Write a program to find the node at which the intersection of two singly linked lists begins.

For example, the following two linked lists:

A:          a1 → a2
↘
c1 → c2 → c3
↗
B:     b1 → b2 → b3

begin to intersect at node c1.

Notes:

If the two linked lists have no intersection at all, return

null

.

The linked lists must retain their original structure after the function returns.

You may assume there are no cycles anywhere in the entire linked structure.

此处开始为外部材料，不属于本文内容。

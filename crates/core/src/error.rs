//! Error types for PowerPoint audio extraction.

use thiserror::Error;

/// Result type alias using our Error type.
pub type Result<T> = std::result::Result<T, Error>;

/// Errors that can occur during PowerPoint audio extraction.
///
/// Only [`Error::NoAudioFound`] is a named, expected outcome. Every other
/// variant aborts the extraction and carries a descriptive message.
#[derive(Error, Debug)]
pub enum Error {
    /// Failed to open or read the input file.
    #[error("Failed to read file: {0}")]
    IoError(#[from] std::io::Error),

    /// The input is not a zip-format presentation package.
    #[error("Malformed presentation archive: {0}")]
    MalformedArchive(String),

    /// The presentation manifest or its relationship document is unreadable.
    #[error("Missing presentation manifest: {0}")]
    MissingManifest(String),

    /// An exact-path lookup found no entry in the archive.
    #[error("Entry not found in archive: {0}")]
    EntryNotFound(String),

    /// The package holds no qualifying audio entries.
    #[error("No audio files found in the PowerPoint.")]
    NoAudioFound,

    /// ZIP archive error while reading an entry or writing the bundle.
    #[error("ZIP error: {0}")]
    ZipError(String),

    /// XML parsing error in a required package document.
    #[error("XML parsing error: {0}")]
    XmlError(String),
}

impl Error {
    /// Whether this is the "no audio" outcome rather than a fault.
    pub fn is_no_audio(&self) -> bool {
        matches!(self, Error::NoAudioFound)
    }
}
//! CLI tool for extracting slide-ordered audio from PowerPoint files.

use anyhow::{Context, Result};
use clap::Parser;
use ppt_audio_core::{archive_file_name, ExtractionResult, OutputEntry, OutputNamer};
use ppt_audio_pptx::{AudioExtractor, OutputCompression};
use serde::Serialize;
use std::fs;
use std::path::{Path, PathBuf};

/// Extract embedded audio from PowerPoint files, named by slide.
#[derive(Parser, Debug)]
#[command(name = "ppt-audio-extract")]
#[command(author, version, about, long_about = None)]
struct Args {
    /// Input PowerPoint file(s) (.pptx)
    #[arg(required = true)]
    input: Vec<PathBuf>,

    /// Output directory (default: same as input file)
    #[arg(short, long)]
    output: Option<PathBuf>,

    /// Write the audio files into a folder instead of a zip archive
    #[arg(short, long)]
    unpack: bool,

    /// Only list the output names, write nothing
    #[arg(short, long, conflicts_with = "unpack")]
    list: bool,

    /// Print a JSON summary to stdout
    #[arg(long)]
    json: bool,

    /// Separator between index, slide tag, and original name
    #[arg(short, long, default_value = "-")]
    separator: String,

    /// Deflate entries in the output archive
    #[arg(long)]
    deflate: bool,

    /// Verbose output
    #[arg(short, long)]
    verbose: bool,
}

/// Machine-readable summary of one processed file.
#[derive(Serialize)]
struct Summary<'a> {
    source: String,
    output: Option<String>,
    multiple_audio_per_slide: bool,
    files: &'a [OutputEntry],
}

fn main() -> Result<()> {
    let args = Args::parse();

    // Initialize logging
    if args.verbose {
        env_logger::Builder::from_env(env_logger::Env::default().default_filter_or("debug")).init();
    } else {
        env_logger::Builder::from_env(env_logger::Env::default().default_filter_or("warn")).init();
    }

    let compression = if args.deflate {
        OutputCompression::Deflated
    } else {
        OutputCompression::Stored
    };
    let extractor = AudioExtractor::new()
        .with_namer(OutputNamer::new().with_separator(args.separator.as_str()))
        .with_compression(compression);

    let mut failures = 0;

    for input_path in &args.input {
        log::info!("Processing: {}", input_path.display());

        match process_file(input_path, &args, &extractor) {
            Ok(()) => {}
            Err(e) => {
                eprintln!("Error processing {}: {:#}", input_path.display(), e);
                failures += 1;
            }
        }
    }

    if failures > 0 {
        anyhow::bail!("{} of {} file(s) failed", failures, args.input.len());
    }

    Ok(())
}

/// Process a single PowerPoint file.
fn process_file(input_path: &Path, args: &Args, extractor: &AudioExtractor) -> Result<()> {
    let data = fs::read(input_path)
        .with_context(|| format!("Failed to open {}", input_path.display()))?;

    let result = extractor.extract(&data)?;

    log::debug!("Extracted {} audio files", result.files.len());

    if result.has_slides_with_multiple_audio() {
        eprintln!(
            "Warning: {} has slides with multiple audio files; their order may not match the presentation",
            input_path.display()
        );
    }

    let output = if args.list {
        if !args.json {
            for file in &result.files {
                println!("{}", file.name);
            }
        }
        None
    } else if args.unpack {
        Some(write_unpacked(input_path, args.output.as_ref(), &result)?)
    } else {
        Some(write_archive(input_path, args.output.as_ref(), &result)?)
    };

    if let Some(path) = &output {
        log::info!("Written to: {}", path.display());
    }

    if args.json {
        let summary = Summary {
            source: input_path.display().to_string(),
            output: output.map(|p| p.display().to_string()),
            multiple_audio_per_slide: result.has_slides_with_multiple_audio(),
            files: &result.files,
        };
        println!("{}", serde_json::to_string_pretty(&summary)?);
    }

    Ok(())
}

/// Determine the directory outputs for an input go to.
fn output_dir(input_path: &Path, output_dir: Option<&PathBuf>) -> Result<PathBuf> {
    match output_dir {
        Some(dir) => {
            fs::create_dir_all(dir)
                .with_context(|| format!("Failed to create output directory: {}", dir.display()))?;
            Ok(dir.clone())
        }
        None => Ok(input_path
            .parent()
            .map(Path::to_path_buf)
            .unwrap_or_default()),
    }
}

fn source_name(input_path: &Path) -> &str {
    input_path
        .file_name()
        .and_then(|n| n.to_str())
        .unwrap_or("presentation")
}

/// Write the packaged archive as `<name> audio.zip`.
fn write_archive(
    input_path: &Path,
    output: Option<&PathBuf>,
    result: &ExtractionResult,
) -> Result<PathBuf> {
    let path = output_dir(input_path, output)?.join(archive_file_name(source_name(input_path)));

    fs::write(&path, &result.archive)
        .with_context(|| format!("Failed to write {}", path.display()))?;

    Ok(path)
}

/// Write each audio file into a `<name> audio` folder.
fn write_unpacked(
    input_path: &Path,
    output: Option<&PathBuf>,
    result: &ExtractionResult,
) -> Result<PathBuf> {
    let archive_name = archive_file_name(source_name(input_path));
    let folder_name = archive_name.trim_end_matches(".zip");
    let dir = output_dir(input_path, output)?.join(folder_name);

    fs::create_dir_all(&dir)
        .with_context(|| format!("Failed to create {}", dir.display()))?;

    for file in &result.files {
        let path = dir.join(&file.name);
        fs::write(&path, &file.payload)
            .with_context(|| format!("Failed to write {}", path.display()))?;
    }

    Ok(dir)
}
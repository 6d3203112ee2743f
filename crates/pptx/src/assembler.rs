//! Ordering, naming, and payload extraction for matched audio.

use crate::archive::PresentationArchive;
use ppt_audio_core::{sort_assets, AudioAsset, OutputEntry, OutputNamer, Result};
use std::io::{Read, Seek};

/// Turn matched assets into named output entries.
///
/// Assets without slide references are dropped. The rest are sorted into
/// output order, named by their 1-based position, and their bytes are read
/// from the source archive.
pub fn assemble<R: Read + Seek>(
    archive: &mut PresentationArchive<R>,
    mut assets: Vec<AudioAsset>,
    namer: &OutputNamer,
) -> Result<Vec<OutputEntry>> {
    assets.retain(|asset| !asset.slide_references.is_empty());
    sort_assets(&mut assets);

    let mut entries = Vec::with_capacity(assets.len());
    for (position, asset) in assets.into_iter().enumerate() {
        let name = namer.file_name(position + 1, &asset.slide_references, &asset.normalized_name);
        let payload = archive.read_binary(&asset.original_path)?;

        log::debug!("{} -> {} ({} bytes)", asset.original_path, name, payload.len());

        entries.push(OutputEntry {
            name,
            payload,
            slides: asset.slide_references,
        });
    }

    Ok(entries)
}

Your code should preferably run in O(n) time and use only O(1) memory.

/**
* Definition for singly-linked list.
* struct ListNode {
*     int val;
*     ListNode *next;
*     ListNode(int x) : val(x), next(NULL) {}
* };
*/
class Solution {
public:
ListNode *getIntersectionNode(ListNode *headA, ListNode *headB) {
ListNode *a = headA;
ListNode *b = headB;
if(headA == NULL || headB == NULL)
return NULL;

int lenA = 0;
int lenB = 0;
while(a && ++lenA){a = a->next;}
while(b && ++lenB){b = b->next;}
a = headA;
b = headB;
if(lenA>lenB)
{
for(int i=0;i<lenA-lenB;i++)
{
a = a->next;
}
}
else
{
for(int i=0;i<lenB-lenA;i++)
{
b = b->next;
}
}
while(a && b)
{
if(a==b)
return a;

a=a->next;
b=b->next;
}
return NULL;
}
};

解题思路：由于链表a,b有公共序列，且公共序列一定在最后面，不可能出现如下情况

A:          a1 → a2             a3
↘            ↑
c1 → c2 → c3
↗            ↓
B:     b1 → b2 → b3             b4

所以先求2个链表的长度，并将较长的链表的前端先截去，在开始比较指针的地址是否一致。